=== Extracted information ===
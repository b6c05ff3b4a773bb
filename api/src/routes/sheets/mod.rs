//! Sheet-scoped routes: detail, grading, annotations, grievance submission.
//!
//! ## Structure
//! - `get.rs` — sheet detail with its per-question marks
//! - `put.rs` — the grading operation
//! - `annotations/` — advisory PDF annotations (append + list)
//! - `grievances/` — student grievance submission against one question

use axum::{
    Router,
    middleware::from_fn,
    routing::{get, put},
};
use util::state::AppState;

pub mod annotations;
pub mod get;
pub mod grievances;
pub mod put;

use crate::auth::guards::{allow_student, allow_teacher};
use annotations::annotation_routes;
use get::get_sheet;
use grievances::sheet_grievance_routes;
use put::grade_sheet;

/// Builds and returns the `/sheets` route group.
///
/// Routes:
/// - `GET /sheets/{sheet_id}`        → Sheet detail (owner, teachers, admins)
/// - `PUT /sheets/{sheet_id}/grade`  → Grade the sheet (teachers)
///
/// Nested routes:
/// - `/sheets/{sheet_id}/annotations` → annotation routes
/// - `/sheets/{sheet_id}/grievances`  → grievance submission (students)
pub fn sheets_routes() -> Router<AppState> {
    Router::new()
        .route("/{sheet_id}", get(get_sheet))
        .route(
            "/{sheet_id}/grade",
            put(grade_sheet).route_layer(from_fn(allow_teacher)),
        )
        .nest("/{sheet_id}/annotations", annotation_routes())
        .nest(
            "/{sheet_id}/grievances",
            sheet_grievance_routes().route_layer(from_fn(allow_student)),
        )
}
//! Annotation routes nested under `/sheets/{sheet_id}/annotations`.
//!
//! Annotations are advisory page notes; they never affect marks and never
//! gate a grading or grievance transition.

use axum::{
    Router,
    middleware::from_fn,
    routing::{get, post},
};
use util::state::AppState;

pub mod get;
pub mod post;

use crate::auth::guards::allow_teacher;
use get::get_annotations;
use post::create_annotation;

/// Builds and returns the `/annotations` route group for one sheet.
///
/// Routes:
/// - `POST /` → Append an annotation (teachers)
/// - `GET  /` → List the sheet's annotations (any authenticated user)
pub fn annotation_routes() -> Router<AppState> {
    Router::new()
        .route(
            "/",
            post(create_annotation).route_layer(from_fn(allow_teacher)),
        )
        .route("/", get(get_annotations))
}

=== What this task involves ===
Transcribe every entry exactly, omitting nothing.

=== The completed task ===
repository b6c05ff3b4a773bb
filename api/src/routes/sheets/mod.rs
//! Sheet-scoped routes: detail, grading, annotations, grievance submission.
//!
//! ## Structure
//! - `get.rs` — sheet detail with its per-question marks
//! - `put.rs` — the grading operation
//! - `annotations/` — advisory PDF annotations (append + list)
//! - `grievances/` — student grievance submission against one question

use axum::{
    Router,
    middleware::from_fn,
    routing::{get, put},
};
use util::state::AppState;

pub mod annotations;
pub mod get;
pub mod grievances;
pub mod put;

use crate::auth::guards::{allow_student, allow_teacher};
use annotations::annotation_routes;
use get::get_sheet;
use grievances::sheet_grievance_routes;
use put::grade_sheet;

/// Builds and returns the `/sheets` route group.
///
/// Routes:
/// - `GET /sheets/{sheet_id}`        → Sheet detail (owner, teachers, admins)
/// - `PUT /sheets/{sheet_id}/grade`  → Grade the sheet (teachers)
///
/// Nested routes:
/// - `/sheets/{sheet_id}/annotations` → annotation routes
/// - `/sheets/{sheet_id}/grievances`  → grievance submission (students)
pub fn sheets_routes() -> Router<AppState> {
    Router::new()
        .route("/{sheet_id}", get(get_sheet))
        .route(
            "/{sheet_id}/grade",
            put(grade_sheet).route_layer(from_fn(allow_teacher)),
        )
        .nest("/{sheet_id}/annotations", annotation_routes())
        .nest(
            "/{sheet_id}/grievances",
            sheet_grievance_routes().route_layer(from_fn(allow_student)),
        )
}
//! Annotation routes nested under `/sheets/{sheet_id}/annotations`.
//!
//! Annotations are advisory page notes; they never affect marks and never
//! gate a grading or grievance transition.

use axum::{
    Router,
    middleware::from_fn,
    routing::{get, post},
};
use util::state::AppState;

pub mod get;
pub mod post;

use crate::auth::guards::allow_teacher;
use get::get_annotations;
use post::create_annotation;

/// Builds and returns the `/annotations` route group for one sheet.
///
/// Routes:
/// - `POST /` → Append an annotation (teachers)
/// - `GET  /` → List the sheet's annotations (any authenticated user)
pub fn annotation_routes() -> Router<AppState> {
    Router::new()
        .route(
            "/",
            post(create_annotation).route_layer(from_fn(allow_teacher)),
        )
        .route("/", get(get_annotations))
}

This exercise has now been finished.